At BOMA/Chicago, we’re always advocating on our members’ behalf by regularly engaging in open, productive dialogue with key stakeholders surrounding public policy and fiscal decisions aimed at fostering a thriving Chicago.

While our elected officials at the local, state and federal levels initially come to mind when thinking about policy issues, it’s also important to not overlook another mainstream player – the media. Whether behind the scenes or out front making headline news – as best exemplified in the extensive media coverage Michael Cornicelli outlined in his blog post last year surrounding Mayor Emanuel’s property tax increases – we’re always working closely with reporters, editors and producers throughout Chicago to further educate them on our position surrounding issues impacting our members and the City.

Part of this effort involves sharing information. BOMA/Chicago regularly tracks and aggregates data to help shape our conversations with the media and build solid, mutually-beneficial relationships with key reporters covering our industry.

Last Thursday, Crain’s published an article by Greg Hinz titled “Are property taxes on office towers rising less than on homes?” It centered around property taxes and assessments, in which BOMA/Chicago openly shared pertinent data. Unfortunately, the article incorrectly extended conclusions from the data provided which painted an overwhelmingly inaccurate picture of Chicago’s commercial real estate industry.

It should come as no surprise that the story raised major red flags for all of us at BOMA/Chicago. Bottom line: Crain’s got this one wrong. BOMA/Chicago has already replied publicly with a letter to the editor, and we also wanted to communicate with our members directly to shed some light on where the article missed the mark.

  • Taxes: It was implied that BOMA/Chicago buildings pay less, when in fact our data shows that as a percentage of assessed value, our member buildings paid 18.3% in taxes, compared to 17.4% by all Chicago property.  And most importantly – our member buildings are paying over $842 million in taxes –$94 million more than last year.
  • Tax Burden: The reality is commercial buildings are already assessed at a rate that is 250 percent higher than residential buildings. That means that for every $100 of property value, single-family homes are assessed $10 and commercial buildings are assessed $25.
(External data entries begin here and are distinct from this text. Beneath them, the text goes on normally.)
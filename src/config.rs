//! Configuração do assetwatch carregada a partir de `assetwatch.toml`.
//!
//! A struct [`AppConfig`] contém todos os parâmetros configuráveis.
//! Valores não presentes no arquivo usam defaults sensíveis.
//! A variável de ambiente `ANTHROPIC_API_KEY` tem precedência sobre o arquivo.

use anyhow::{Context, Result};
use serde::{Deserialize, Serialize};
use std::path::{Path, PathBuf};
use std::time::Duration;

use crate::scheduler::{RetentionPolicy, SchedulerConfig};
use crate::summary::WorkflowConfig;

/// Nome do arquivo procurado no diretório atual quando `--config` não é usado.
pub const DEFAULT_CONFIG_FILE: &str = "assetwatch.toml";

/// Configuração de nível superior carregada de `assetwatch.toml`.
#[derive(Debug, Clone, Serialize, Deserialize)]
pub struct AppConfig {
    /// Chave da API Anthropic.
    #[serde(default)]
    pub api_key: String,

    /// Modelo usado tanto na geração quanto na validação.
    #[serde(default = "default_model")]
    pub model: String,

    /// Timeout total de cada requisição ao backend, em segundos.
    #[serde(default = "default_request_timeout_secs")]
    pub request_timeout_secs: u64,

    /// Diretório onde os resumos são gravados.
    #[serde(default = "default_output_dir")]
    pub output_dir: PathBuf,

    #[serde(default)]
    pub scheduler: SchedulerSection,

    #[serde(default)]
    pub workflow: WorkflowSection,
}

/// Seção `[scheduler]`. Zero em `rate_limit`, `max_finished_jobs` ou
/// `max_job_age_secs` desativa o respectivo limite.
#[derive(Debug, Clone, PartialEq, Eq, Serialize, Deserialize)]
#[serde(default)]
pub struct SchedulerSection {
    pub concurrency: usize,
    pub rate_limit: usize,
    pub rate_window_ms: u64,
    pub job_timeout_secs: u64,
    pub max_finished_jobs: usize,
    pub max_job_age_secs: u64,
}

impl Default for SchedulerSection {
    fn default() -> Self {
        Self {
            concurrency: 3,
            rate_limit: 5,
            rate_window_ms: 1000,
            job_timeout_secs: 300,
            max_finished_jobs: 1000,
            max_job_age_secs: 24 * 60 * 60,
        }
    }
}

/// Seção `[workflow]`.
#[derive(Debug, Clone, PartialEq, Eq, Serialize, Deserialize)]
#[serde(default)]
pub struct WorkflowSection {
    pub max_attempts: u32,
    pub max_tokens: u32,
}

impl Default for WorkflowSection {
    fn default() -> Self {
        Self {
            max_attempts: 2,
            max_tokens: 2048,
        }
    }
}

// Valor padrão para o modelo: Haiku 4.5.
fn default_model() -> String {
    "claude-haiku-4-5-20251001".to_string()
}

// Valor padrão para o timeout de requisição: 120s.
fn default_request_timeout_secs() -> u64 {
    120
}

fn default_output_dir() -> PathBuf {
    PathBuf::from("summaries")
}

impl Default for AppConfig {
    fn default() -> Self {
        Self {
            api_key: String::new(),
            model: default_model(),
            request_timeout_secs: default_request_timeout_secs(),
            output_dir: default_output_dir(),
            scheduler: SchedulerSection::default(),
            workflow: WorkflowSection::default(),
        }
    }
}

impl AppConfig {
    /// Carrega a configuração de `path`, ou de `assetwatch.toml` no diretório
    /// atual. Um caminho explícito precisa existir; o arquivo padrão é opcional.
    pub fn load(path: Option<&Path>) -> Result<Self> {
        let mut config = match path {
            Some(path) => Self::from_file(path)?,
            None if Path::new(DEFAULT_CONFIG_FILE).exists() => {
                Self::from_file(Path::new(DEFAULT_CONFIG_FILE))?
            }
            None => Self::default(),
        };

        // Variável de ambiente tem precedência sobre o arquivo para a chave API.
        config.apply_api_key_override(std::env::var("ANTHROPIC_API_KEY").ok());
        Ok(config)
    }

    fn from_file(path: &Path) -> Result<Self> {
        let contents = std::fs::read_to_string(path)
            .with_context(|| format!("failed to read config file {}", path.display()))?;
        toml::from_str(&contents)
            .with_context(|| format!("invalid config file {}", path.display()))
    }

    fn apply_api_key_override(&mut self, key: Option<String>) {
        if let Some(key) = key
            && !key.is_empty()
        {
            self.api_key = key;
        }
    }

    pub fn request_timeout(&self) -> Duration {
        Duration::from_secs(self.request_timeout_secs)
    }

    pub fn scheduler_config(&self) -> SchedulerConfig {
        let s = &self.scheduler;
        SchedulerConfig {
            concurrency: s.concurrency,
            rate_limit: s.rate_limit,
            rate_window: Duration::from_millis(s.rate_window_ms),
            job_timeout: Duration::from_secs(s.job_timeout_secs),
            retention: RetentionPolicy {
                max_finished: (s.max_finished_jobs > 0).then_some(s.max_finished_jobs),
                max_age: (s.max_job_age_secs > 0).then(|| Duration::from_secs(s.max_job_age_secs)),
            },
        }
    }

    pub fn workflow_config(&self) -> WorkflowConfig {
        WorkflowConfig {
            model: self.model.clone(),
            max_tokens: self.workflow.max_tokens,
            max_attempts: self.workflow.max_attempts,
        }
    }

    /// Chave da API com apenas os últimos quatro caracteres visíveis.
    pub fn masked_api_key(&self) -> String {
        let chars: Vec<char> = self.api_key.chars().collect();
        if chars.is_empty() {
            return "(not set)".to_string();
        }
        if chars.len() <= 8 {
            return "*".repeat(chars.len());
        }
        let tail: String = chars[chars.len() - 4..].iter().collect();
        format!("{}{tail}", "*".repeat(chars.len() - 4))
    }
}

#[cfg(test)]
mod tests {
    use super::*;
    use std::io::Write;

    #[test]
    fn default_config_values() {
        let config = AppConfig::default();
        assert_eq!(config.model, "claude-haiku-4-5-20251001");
        assert_eq!(config.request_timeout_secs, 120);
        assert_eq!(config.output_dir, PathBuf::from("summaries"));
        assert_eq!(config.scheduler_config(), SchedulerConfig::default());
        assert_eq!(config.workflow_config(), WorkflowConfig::default());
        assert!(config.api_key.is_empty());
    }

    #[test]
    fn deserialize_partial_toml() {
        let toml_str = r#"
            api_key = "sk-test-123"

            [scheduler]
            concurrency = 8
            max_finished_jobs = 0

            [workflow]
            max_attempts = 4
        "#;
        let config: AppConfig = toml::from_str(toml_str).unwrap();
        assert_eq!(config.api_key, "sk-test-123");
        assert_eq!(config.model, "claude-haiku-4-5-20251001");

        let scheduler = config.scheduler_config();
        assert_eq!(scheduler.concurrency, 8);
        assert_eq!(scheduler.rate_limit, 5);
        assert_eq!(scheduler.retention.max_finished, None);
        assert_eq!(
            scheduler.retention.max_age,
            Some(Duration::from_secs(86_400))
        );

        let workflow = config.workflow_config();
        assert_eq!(workflow.max_attempts, 4);
        assert_eq!(workflow.max_tokens, 2048);
    }

    #[test]
    fn load_from_explicit_path() {
        let mut file = tempfile::NamedTempFile::new().unwrap();
        writeln!(file, "model = \"claude-sonnet-4-5\"\noutput_dir = \"/tmp/out\"").unwrap();

        let config = AppConfig::load(Some(file.path())).unwrap();
        assert_eq!(config.model, "claude-sonnet-4-5");
        assert_eq!(config.output_dir, PathBuf::from("/tmp/out"));
    }

    #[test]
    fn missing_explicit_path_is_an_error() {
        let dir = tempfile::tempdir().unwrap();
        let err = AppConfig::load(Some(&dir.path().join("nope.toml"))).unwrap_err();
        assert!(err.to_string().contains("failed to read config file"));
    }

    #[test]
    fn malformed_file_is_an_error() {
        let mut file = tempfile::NamedTempFile::new().unwrap();
        writeln!(file, "[scheduler]\nconcurrency = \"many\"").unwrap();
        let err = AppConfig::load(Some(file.path())).unwrap_err();
        assert!(err.to_string().contains("invalid config file"));
    }

    #[test]
    fn env_key_overrides_file_unless_empty() {
        let mut config = AppConfig {
            api_key: "from-file".into(),
            ..AppConfig::default()
        };
        config.apply_api_key_override(Some(String::new()));
        assert_eq!(config.api_key, "from-file");
        config.apply_api_key_override(None);
        assert_eq!(config.api_key, "from-file");
        config.apply_api_key_override(Some("from-env".into()));
        assert_eq!(config.api_key, "from-env");
    }

    #[test]
    fn api_key_is_masked() {
        let mut config = AppConfig::default();
        assert_eq!(config.masked_api_key(), "(not set)");
        config.api_key = "short".into();
        assert_eq!(config.masked_api_key(), "*****");
        config.api_key = "sk-ant-abcdef1234".into();
        assert_eq!(config.masked_api_key(), "*************1234");
    }
}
Understanding the true tax burden on BOMA/Chicago buildings is not only protecting the best interest of our members and the thousands of businesses they house – it’s also protecting the very economic engine that drives Chicago. Increasing property taxes threatens that engine and the economic fate of the city. BOMA/Chicago remains committed to working with  both elected officials and media to help steer the issue in a direction we can all get behind.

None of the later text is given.